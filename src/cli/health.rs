use colored::Colorize;
use comfy_table::{Cell, Table};

use crate::cli::{cleaned_batch, print_json};
use crate::error::Result;
use crate::fmt::{amount, ratio};
use crate::health::{compute_financial_health, FinancialHealthResult, Grade};
use crate::reports::{aggregate_by_month, monthly_flows, total_income};

fn opt_ratio(val: Option<f64>) -> String {
    val.map(ratio).unwrap_or_else(|| "n/a".to_string())
}

fn details(result: &FinancialHealthResult) -> [String; 5] {
    let d = &result.dimensions;
    let g = &d.growth.details;
    let r = &d.rigidity.details;
    let q = &d.quality.details;
    let s = &d.resilience.details;
    let v = &d.savings.details;
    [
        if g.insufficient_data {
            format!("only {} months of data", g.months_used)
        } else {
            format!(
                "income slope {}, expense slope {} over {} months",
                amount(g.income_slope),
                amount(g.expense_slope),
                g.months_used
            )
        },
        format!(
            "fixed {} of income {} ({})",
            amount(r.fixed_expense),
            amount(r.total_income),
            opt_ratio(r.fixed_expense_ratio)
        ),
        match q.hhi {
            Some(hhi) => format!("HHI {hhi:.2} across {} sources", q.source_count),
            None => "no income".to_string(),
        },
        if s.insufficient_data {
            format!("only {} months of data", s.months)
        } else {
            format!(
                "{} of {} months negative, CV {}",
                s.negative_months,
                s.months,
                s.cv.map(|c| format!("{c:.2}")).unwrap_or_else(|| "n/a".to_string())
            )
        },
        format!("savings rate {}", opt_ratio(v.savings_rate)),
    ]
}

pub fn run(file: &str, fixed: Vec<String>, json: bool) -> Result<()> {
    let (settings, batch) = cleaned_batch(file, None)?;
    let fixed = if fixed.is_empty() {
        settings.fixed_expense_categories
    } else {
        fixed
    };

    let months = aggregate_by_month(batch.cleaned());
    let flows = monthly_flows(&months);
    let result = compute_financial_health(batch.cleaned(), &flows, total_income(&months), &fixed);
    if json {
        return print_json(&result);
    }

    let mut table = Table::new();
    table.set_header(vec!["Dimension", "Score", "Max", "Detail"]);
    for ((name, score, max), detail) in result.dimensions.scores().into_iter().zip(details(&result)) {
        table.add_row(vec![
            Cell::new(name),
            Cell::new(score),
            Cell::new(max),
            Cell::new(detail),
        ]);
    }
    table.add_row(vec![
        Cell::new("Total".bold()),
        Cell::new(result.total_score),
        Cell::new(100),
        Cell::new(""),
    ]);

    let grade = result.grade.to_string();
    let grade = match result.grade {
        Grade::APlus | Grade::A => grade.green().bold(),
        Grade::B | Grade::C => grade.yellow().bold(),
        Grade::D => grade.red().bold(),
    };
    println!("Financial health\n{table}");
    println!("Grade: {grade}");
    Ok(())
}
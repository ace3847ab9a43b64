use chrono::{DateTime, Utc};
use serde::{Deserialize, Serialize};
use tracing::info;

use crate::models::ParsedTransaction;
use crate::validator::{Severity, TransactionValidation};

/// Which severities survive cleaning. `valid` always does.
#[derive(Debug, Clone, Copy, PartialEq, Eq, Serialize, Deserialize)]
pub struct CleaningPolicy {
    pub include_critical: bool,
    pub include_errors: bool,
    pub include_warnings: bool,
}

impl Default for CleaningPolicy {
    fn default() -> Self {
        Self {
            include_critical: false,
            include_errors: true,
            include_warnings: true,
        }
    }
}

impl CleaningPolicy {
    pub fn admits(&self, severity: Severity) -> bool {
        match severity {
            Severity::Valid => true,
            Severity::Warning => self.include_warnings,
            Severity::Error => self.include_errors,
            Severity::Critical => self.include_critical,
        }
    }
}

#[derive(Debug, Clone, PartialEq, Serialize, Deserialize)]
#[serde(rename_all = "camelCase")]
pub struct CleanedTransaction {
    #[serde(flatten)]
    pub transaction: ParsedTransaction,
    pub validated_at: DateTime<Utc>,
    pub validation_severity: Severity,
}

impl AsRef<ParsedTransaction> for CleanedTransaction {
    fn as_ref(&self) -> &ParsedTransaction {
        &self.transaction
    }
}

pub fn clean(
    validations: &[TransactionValidation],
    policy: &CleaningPolicy,
    validated_at: DateTime<Utc>,
) -> Vec<CleanedTransaction> {
    let cleaned: Vec<CleanedTransaction> = validations
        .iter()
        .filter(|v| policy.admits(v.severity))
        .map(|v| CleanedTransaction {
            transaction: v.transaction.clone(),
            validated_at,
            validation_severity: v.severity,
        })
        .collect();
    info!(
        kept = cleaned.len(),
        dropped = validations.len() - cleaned.len(),
        "cleaned batch"
    );
    cleaned
}
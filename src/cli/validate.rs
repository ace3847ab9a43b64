use colored::Colorize;
use comfy_table::{Cell, Table};

use crate::cli::{print_json, validated_batch};
use crate::error::{LedgerError, Result};
use crate::fmt::{amount, pct};
use crate::validator::Severity;

pub fn run(file: &str, json: bool) -> Result<()> {
    let (_, batch) = validated_batch(file)?;
    let metrics = batch
        .metrics()
        .ok_or_else(|| LedgerError::Other("batch was not validated".to_string()))?;
    if json {
        return print_json(metrics);
    }

    let mut severity = Table::new();
    severity.set_header(vec!["Severity", "Count", "%"]);
    let rows = [
        (Severity::Valid, metrics.severity.valid),
        (Severity::Warning, metrics.severity.warning),
        (Severity::Error, metrics.severity.error),
        (Severity::Critical, metrics.severity.critical),
    ];
    for (level, n) in rows {
        let label = match level {
            Severity::Valid => level.as_str().green(),
            Severity::Warning => level.as_str().yellow(),
            Severity::Error | Severity::Critical => level.as_str().red(),
        };
        let share = if metrics.total == 0 {
            0.0
        } else {
            n as f64 / metrics.total as f64 * 100.0
        };
        severity.add_row(vec![Cell::new(label), Cell::new(n), Cell::new(pct(share))]);
    }
    severity.add_row(vec![
        Cell::new("Total".bold()),
        Cell::new(metrics.total),
        Cell::new(""),
    ]);
    println!("Data quality: {file}\n{severity}");

    let c = &metrics.completeness;
    let mut fields = Table::new();
    fields.set_header(vec!["Field", "Valid"]);
    for (name, value) in [
        ("date", c.date),
        ("category", c.category),
        ("amount", c.amount),
        ("account", c.account),
        ("currency", c.currency),
    ] {
        fields.add_row(vec![Cell::new(name), Cell::new(pct(value))]);
    }
    println!("\nField completeness\n{fields}");

    let i = &metrics.integrity;
    let mut integrity = Table::new();
    integrity.set_header(vec!["Check", "Count"]);
    integrity.add_row(vec![Cell::new("Missing dates"), Cell::new(i.missing_dates)]);
    integrity.add_row(vec![Cell::new("Invalid dates"), Cell::new(i.invalid_dates)]);
    integrity.add_row(vec![Cell::new("Future dates"), Cell::new(i.future_dates)]);
    integrity.add_row(vec![Cell::new("Zero amounts"), Cell::new(i.zero_amounts)]);
    integrity.add_row(vec![Cell::new("Negative amounts"), Cell::new(i.negative_amounts)]);
    integrity.add_row(vec![
        Cell::new("Unmapped categories"),
        Cell::new(metrics.category_mapping_gaps),
    ]);
    println!("\nIntegrity\n{integrity}");

    if let Some(range) = &metrics.date_range {
        println!("\nDate range:    {} .. {}", range.start, range.end);
    }
    println!(
        "Income:        {} ({} rows)",
        amount(metrics.total_income),
        metrics.income_count
    );
    println!(
        "Expense:       {} ({} rows)",
        amount(metrics.total_expense),
        metrics.expense_count
    );
    println!("Transfers:     {}", metrics.transfer_count);
    let raw = batch.raw();
    if !raw.errors.is_empty() || !raw.warnings.is_empty() {
        println!(
            "Skipped:       {} rows with errors, {} warnings (see `ledgerscope import`)",
            raw.errors.len(),
            raw.warnings.len()
        );
    }
    if !metrics.unmapped_tertiary_categories.is_empty() {
        println!(
            "Unmapped:      {}",
            metrics.unmapped_tertiary_categories.join(", ").yellow()
        );
    }
    Ok(())
}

=-=-=-=-=

Work out how many lines of the material contain "println". Reply with that number only.

_YOUR SOLUTION_.
11